今なら、その言葉の輪郭だけでも、指でなぞれる気がする。
「……拳に、誰かの命が宿ることがあるのか?」
ぽつりと零れたその声は、朝露を割る風よりも静かだった。
その瞳には、こちらに立ち向かう安里と互いを庇いあうりんかと紗奈の姿が確かに焼き付いている。
(他人のために振るう拳が、あそこまで強くなるというのなら)
彼女は拳を開いた。
掌を空へと向け、朝日にかざす。
雲間から射す陽光が、拳を赤く染める。
「……確かめてみても、いいかもしれぬな」
静かにそう呟き、大金卸樹魂は再び歩き出した。
『善意』や『絆』。これまで顧みる事すらなかった力。
だがそれを、己の『武』をより高みへ押し上げる『手段』として捉えるならば。
恐らくそれは師範やナチョが望んだモノではないのだろう。
彼らは『善意』や『絆』を『目的』として望んでいたのだ。
だが、こればかりは変えようのない大金卸樹魂の生き様である。
日に向かって進む。
足跡だけが、戦場になりかけた地に深く刻まれ、朝の陽光に滲んでいた。
【D-3/森の中/一日目 朝】
【大金卸 樹魂】
[状態]:胸に軽微な裂傷と凍傷、疲労(中)
[道具]:なし
[恩赦P]:0pt
[方針]
基本.強者との闘いを楽しむ。
0.爆発地点(C-3付近)へ向かう。
1.新たなる強者を探しに行く。
2.万全なネイ・ローマンと決着をつける。
3.ネイとの後に、りんかと決着をつける。
4.善意とはなにか、見つけたい。誰かのための拳に興味。
【葉月 りんか】
[状態]:シャイニング・ホープ・スタイル、全身にダメージ(極大)、疲労(中)、腹部に打撲痕、背中に刺し傷、ダメージ回復中、紗奈に対する信頼、ルクレツィアに対する怒りと嫌悪
[道具]:なし
[方針]
基本.可能な限り受刑者を救う。
1.紗奈のような子や、救いを必要とする者を探したい。
2.この刑務の真相も見極めたい。
3.ソフィアさん…
4.ジャンヌさんそっくりの人には警戒しなきゃ
※羽間美火と面識がありました。
※超力が進化し、新たな能力を得ました。
現状確認出来る力は『身体能力強化』、『回復能力』、『毒への完全耐性』です。その他にも力を得たかもしれません。
【交尾 紗奈】
[状態]:シャイニング・コネクト・スタイル、気疲れ(中)、目が腫れている、強い決意、りんかに対する依存、ルクレツィアに対する恐怖と嫌悪
[道具]:手錠×2、手錠の鍵×2
[方針]
基本.りんかを支える。りんかを信じたい。
1.新たに得た力でりんかを守りたい
2.バケモノ女(ルクレツィア)とは二度と会いたく無い
3.青髪の氷女(ジルドレイ)には注意する。
※手錠×2とその鍵を密かに持ち込んでいます。
※葉月りんかの超力、 『希望は永遠に不滅(エターナル・ホープ)』の効果で肉体面、精神面に大幅な強化を受けています。
※葉月りんかの過去を知りました。
※新たな超力『繋いで結ぶ希望の光(シャイニング・コネクト・スタイル)』を会得しました。

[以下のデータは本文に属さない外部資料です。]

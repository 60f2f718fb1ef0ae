use std::hint::black_box;

use criterion::{criterion_group, criterion_main, BenchmarkId, Criterion, SamplingMode, Throughput};
use emlang::{decode, encode, Trainer, TrainerConfig};

const WORDS: &[&str] = &[
    "the", "river", "mill", "stone", "water", "miller", "bread", "night", "lantern", "field",
    "wheat", "north", "wind", "and", "of", "a", "turned", "slowly", "under", "bright",
];

fn build_corpus(words: usize) -> String {
    let mut text = String::with_capacity(words * 7);
    let mut state = 0x2545_f491_u32;
    for idx in 0..words {
        state ^= state << 13;
        state ^= state >> 17;
        state ^= state << 5;
        let word = WORDS[(state as usize) % WORDS.len()];
        if idx % 12 == 0 {
            let mut chars = word.chars();
            if let Some(first) = chars.next() {
                text.extend(first.to_uppercase());
                text.push_str(chars.as_str());
            }
        } else {
            text.push_str(word);
        }
        text.push(if idx % 12 == 11 { '.' } else { ' ' });
        if idx % 60 == 59 {
            text.push('\n');
        }
    }
    text
}

fn bench_codec(c: &mut Criterion) {
    let corpus = build_corpus(50_000);
    let cfg = TrainerConfig::builder()
        .vocab_size(12)
        .seed(42)
        .show_progress(false)
        .build()
        .expect("configuration");

    let mut group = c.benchmark_group("train_text_corpus");
    group.throughput(Throughput::Bytes(corpus.len() as u64));
    group.sampling_mode(SamplingMode::Flat);
    group.bench_function(BenchmarkId::from_parameter("words_50k"), |b| {
        b.iter(|| {
            let trainer = Trainer::new(cfg.clone());
            let artefacts = trainer.train_from_text(&corpus).expect("training");
            let _ = black_box(artefacts);
        });
    });
    group.finish();

    let codebook = Trainer::new(cfg)
        .train_from_text(&corpus)
        .expect("training")
        .codebook;
    let emergent = encode(&corpus, &codebook, 0.2, 42).expect("encode");

    let mut group = c.benchmark_group("codec");
    group.throughput(Throughput::Bytes(corpus.len() as u64));
    for structure in [0.0, 0.2] {
        group.bench_with_input(
            BenchmarkId::new("encode", structure),
            &structure,
            |b, &structure| {
                b.iter(|| black_box(encode(&corpus, &codebook, structure, 42).expect("encode")));
            },
        );
    }
    group.bench_function("decode", |b| {
        b.iter(|| black_box(decode(&emergent, &codebook)));
    });
    group.finish();
}

criterion_group!(benches, bench_codec);
criterion_main!(benches);
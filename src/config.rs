//! Configuration builders controlling training, encoding, and corpus ingestion.

use serde::{Deserialize, Serialize};

use crate::error::{EmlangError, Result};

/// Configuration for codebook training.
#[derive(Debug, Clone, Serialize, Deserialize, PartialEq, Eq)]
pub struct TrainerConfig {
    /// Number of most frequent words that receive a symbolic token.
    pub vocab_size: usize,
    /// Seed for the deterministic symbol assignment.
    pub seed: u64,
    /// Words occurring fewer times than this are never symbolized.
    pub min_frequency: usize,
    /// Enables the training summary through the `log` facade.
    pub show_progress: bool,
}

impl TrainerConfig {
    /// Returns a builder initialised with [`TrainerConfig::default`].
    #[must_use]
    pub fn builder() -> TrainerBuilder {
        TrainerBuilder::default()
    }

    /// Validates the invariants required for training.
    pub fn validate(&self) -> Result<()> {
        if self.min_frequency == 0 {
            return Err(EmlangError::InvalidConfig(
                "min_frequency must be greater than zero".into(),
            ));
        }
        Ok(())
    }
}

impl Default for TrainerConfig {
    fn default() -> Self {
        Self {
            vocab_size: 500,
            seed: 42,
            min_frequency: 1,
            show_progress: true,
        }
    }
}

/// Builder for [`TrainerConfig`].
#[derive(Debug, Default, Clone)]
pub struct TrainerBuilder {
    cfg: TrainerConfig,
}

impl TrainerBuilder {
    /// Creates a builder with [`TrainerConfig::default`] settings.
    #[must_use]
    pub fn new() -> Self {
        Self::default()
    }

    /// Sets the number of words to symbolize.
    #[must_use]
    pub fn vocab_size(mut self, value: usize) -> Self {
        self.cfg.vocab_size = value;
        self
    }

    /// Sets a vocabulary size received as a signed integer, e.g. from user input.
    ///
    /// Negative values are rejected with [`EmlangError::InvalidConfig`].
    pub fn signed_vocab_size(self, value: i64) -> Result<Self> {
        let size = usize::try_from(value).map_err(|_| {
            EmlangError::InvalidConfig(format!("vocab_size must be >= 0, got {value}"))
        })?;
        Ok(self.vocab_size(size))
    }

    /// Sets the assignment seed.
    #[must_use]
    pub fn seed(mut self, value: u64) -> Self {
        self.cfg.seed = value;
        self
    }

    /// Sets the minimum word frequency.
    #[must_use]
    pub fn min_frequency(mut self, value: usize) -> Self {
        self.cfg.min_frequency = value;
        self
    }

    /// Enables or disables the training summary log line.
    #[must_use]
    pub fn show_progress(mut self, enabled: bool) -> Self {
        self.cfg.show_progress = enabled;
        self
    }

    /// Finalises the builder, returning a validated [`TrainerConfig`].
    pub fn build(self) -> Result<TrainerConfig> {
        self.cfg.validate()?;
        Ok(self.cfg)
    }
}

/// Configuration for [`crate::encoder::Encoder`].
#[derive(Debug, Clone, Copy, Serialize, Deserialize, PartialEq)]
pub struct EncoderConfig {
    /// Probability in `[0, 1]` of a structure marker between two emitted units.
    pub structure: f64,
    /// Seed for marker placement.
    pub seed: u64,
}

impl EncoderConfig {
    /// Creates a validated configuration.
    pub fn new(structure: f64, seed: u64) -> Result<Self> {
        let cfg = Self { structure, seed };
        cfg.validate()?;
        Ok(cfg)
    }

    /// Validates that `structure` is a finite probability.
    pub fn validate(&self) -> Result<()> {
        if !self.structure.is_finite() || !(0.0..=1.0).contains(&self.structure) {
            return Err(EmlangError::InvalidConfig(format!(
                "structure must be within [0, 1], got {}",
                self.structure
            )));
        }
        Ok(())
    }
}

impl Default for EncoderConfig {
    fn default() -> Self {
        Self {
            structure: 0.2,
            seed: 42,
        }
    }
}

/// Configuration controlling how text corpora are discovered on disk.
#[derive(Debug, Clone, Serialize, Deserialize, PartialEq, Eq)]
pub struct IngestConfig {
    /// Enables recursive directory traversal.
    pub recursive: bool,
    /// Follows symlinks encountered during traversal.
    pub follow_symlinks: bool,
}

impl Default for IngestConfig {
    fn default() -> Self {
        Self {
            recursive: true,
            follow_symlinks: false,
        }
    }
}

impl IngestConfig {
    /// Returns a builder initialised with [`IngestConfig::default`].
    #[must_use]
    pub fn builder() -> IngestBuilder {
        IngestBuilder::default()
    }
}

/// Builder for [`IngestConfig`].
#[derive(Debug, Default, Clone)]
pub struct IngestBuilder {
    cfg: IngestConfig,
}

impl IngestBuilder {
    /// Creates a new builder with [`IngestConfig::default`] settings.
    #[must_use]
    pub fn new() -> Self {
        Self::default()
    }

    /// Enables or disables recursive directory traversal.
    #[must_use]
    pub fn recursive(mut self, enabled: bool) -> Self {
        self.cfg.recursive = enabled;
        self
    }

    /// Enables or disables following of symlinks when traversing directories.
    #[must_use]
    pub fn follow_symlinks(mut self, enabled: bool) -> Self {
        self.cfg.follow_symlinks = enabled;
        self
    }

    /// Finalises the builder, returning the [`IngestConfig`].
    pub fn build(self) -> IngestConfig {
        self.cfg
    }
}
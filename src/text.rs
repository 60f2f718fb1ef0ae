//! Byte-to-text decoding for inputs of unknown encoding.
//!
//! Codec functions operate on `&str`; everything read from disk or stdin passes through
//! [`decode_bytes`] first so BOMs and UTF-16 never reach the scanner.

use bstr::ByteSlice;

const UTF8_BOM: &[u8] = b"\xEF\xBB\xBF";
const UTF16_LE_BOM: &[u8] = b"\xFF\xFE";
const UTF16_BE_BOM: &[u8] = b"\xFE\xFF";

/// Encoding detected by [`decode_bytes`].
#[derive(Clone, Copy, Debug, Eq, PartialEq)]
pub enum TextEncoding {
    /// Plain UTF-8.
    Utf8,
    /// UTF-8 preceded by a byte-order mark.
    Utf8Bom,
    /// UTF-16 little endian (with or without BOM).
    Utf16Le,
    /// UTF-16 big endian (with or without BOM).
    Utf16Be,
    /// Nothing matched; invalid UTF-8 sequences were replaced with U+FFFD.
    Lossy,
}

/// Decodes `bytes` trying, in order: BOM-tagged encodings, UTF-8, UTF-16 LE, UTF-16 BE, and
/// finally lossy UTF-8.
#[must_use]
pub fn decode_bytes(bytes: &[u8]) -> (String, TextEncoding) {
    if let Some(rest) = bytes.strip_prefix(UTF8_BOM) {
        if let Ok(text) = std::str::from_utf8(rest) {
            return (text.to_owned(), TextEncoding::Utf8Bom);
        }
    }
    if let Some(rest) = bytes.strip_prefix(UTF16_LE_BOM) {
        if let Some(text) = decode_utf16(rest, u16::from_le_bytes) {
            return (text, TextEncoding::Utf16Le);
        }
    }
    if let Some(rest) = bytes.strip_prefix(UTF16_BE_BOM) {
        if let Some(text) = decode_utf16(rest, u16::from_be_bytes) {
            return (text, TextEncoding::Utf16Be);
        }
    }
    let utf8 = std::str::from_utf8(bytes).ok();
    // ASCII text in BOM-less UTF-16 is also valid UTF-8, but full of NULs.
    if let Some(text) = utf8.filter(|text| !text.contains('\0')) {
        return (text.to_owned(), TextEncoding::Utf8);
    }
    if let Some(text) = decode_utf16(bytes, u16::from_le_bytes) {
        return (text, TextEncoding::Utf16Le);
    }
    if let Some(text) = decode_utf16(bytes, u16::from_be_bytes) {
        return (text, TextEncoding::Utf16Be);
    }
    match utf8 {
        Some(text) => (text.to_owned(), TextEncoding::Utf8),
        None => (bytes.to_str_lossy().into_owned(), TextEncoding::Lossy),
    }
}

fn decode_utf16(bytes: &[u8], unit: fn([u8; 2]) -> u16) -> Option<String> {
    if bytes.len() % 2 != 0 {
        return None;
    }
    let units = bytes.chunks_exact(2).map(|pair| unit([pair[0], pair[1]]));
    char::decode_utf16(units)
        .collect::<Result<String, _>>()
        .ok()
        .filter(|text| !text.contains('\0'))
}

#[cfg(test)]
mod tests {
    use super::*;

    fn utf16(text: &str, little_endian: bool, bom: bool) -> Vec<u8> {
        let mut out = Vec::new();
        if bom {
            out.extend_from_slice(if little_endian { UTF16_LE_BOM } else { UTF16_BE_BOM });
        }
        for unit in text.encode_utf16() {
            let bytes = if little_endian {
                unit.to_le_bytes()
            } else {
                unit.to_be_bytes()
            };
            out.extend_from_slice(&bytes);
        }
        out
    }

    #[test]
    fn plain_utf8_passes_through() {
        assert_eq!(
            decode_bytes("⟦αβ~00⟧ Δ3".as_bytes()),
            ("⟦αβ~00⟧ Δ3".to_owned(), TextEncoding::Utf8)
        );
    }

    #[test]
    fn utf8_bom_is_stripped() {
        let mut bytes = UTF8_BOM.to_vec();
        bytes.extend_from_slice("hello".as_bytes());
        assert_eq!(
            decode_bytes(&bytes),
            ("hello".to_owned(), TextEncoding::Utf8Bom)
        );
    }

    #[test]
    fn utf16_with_bom_is_detected() {
        let text = "Ωμέγα ∴ test";
        assert_eq!(
            decode_bytes(&utf16(text, true, true)),
            (text.to_owned(), TextEncoding::Utf16Le)
        );
        assert_eq!(
            decode_bytes(&utf16(text, false, true)),
            (text.to_owned(), TextEncoding::Utf16Be)
        );
    }

    #[test]
    fn utf16_le_without_bom_is_detected() {
        let text = "plain words";
        assert_eq!(
            decode_bytes(&utf16(text, true, false)),
            (text.to_owned(), TextEncoding::Utf16Le)
        );
    }

    #[test]
    fn garbage_falls_back_to_lossy() {
        let (text, encoding) = decode_bytes(&[b'a', 0xFF, b'b']);
        assert_eq!(encoding, TextEncoding::Lossy);
        assert_eq!(text, "a\u{FFFD}b");
    }
}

現在、紗奈の判明してる技は光のリボンを用いた拘束です。
紗奈へ向ける加害性が強いほど拘束力が増し、拘束された箇所は超力が封じられるデバフを受けます。
紗奈との距離が離れるほど拘束力は下がります。
変身時の肉体年齢は17歳で身長は167cmです。
※『支配と性愛の代償(クィルズ・オブ・ヴィクティム)』の超力は使用不能となりました。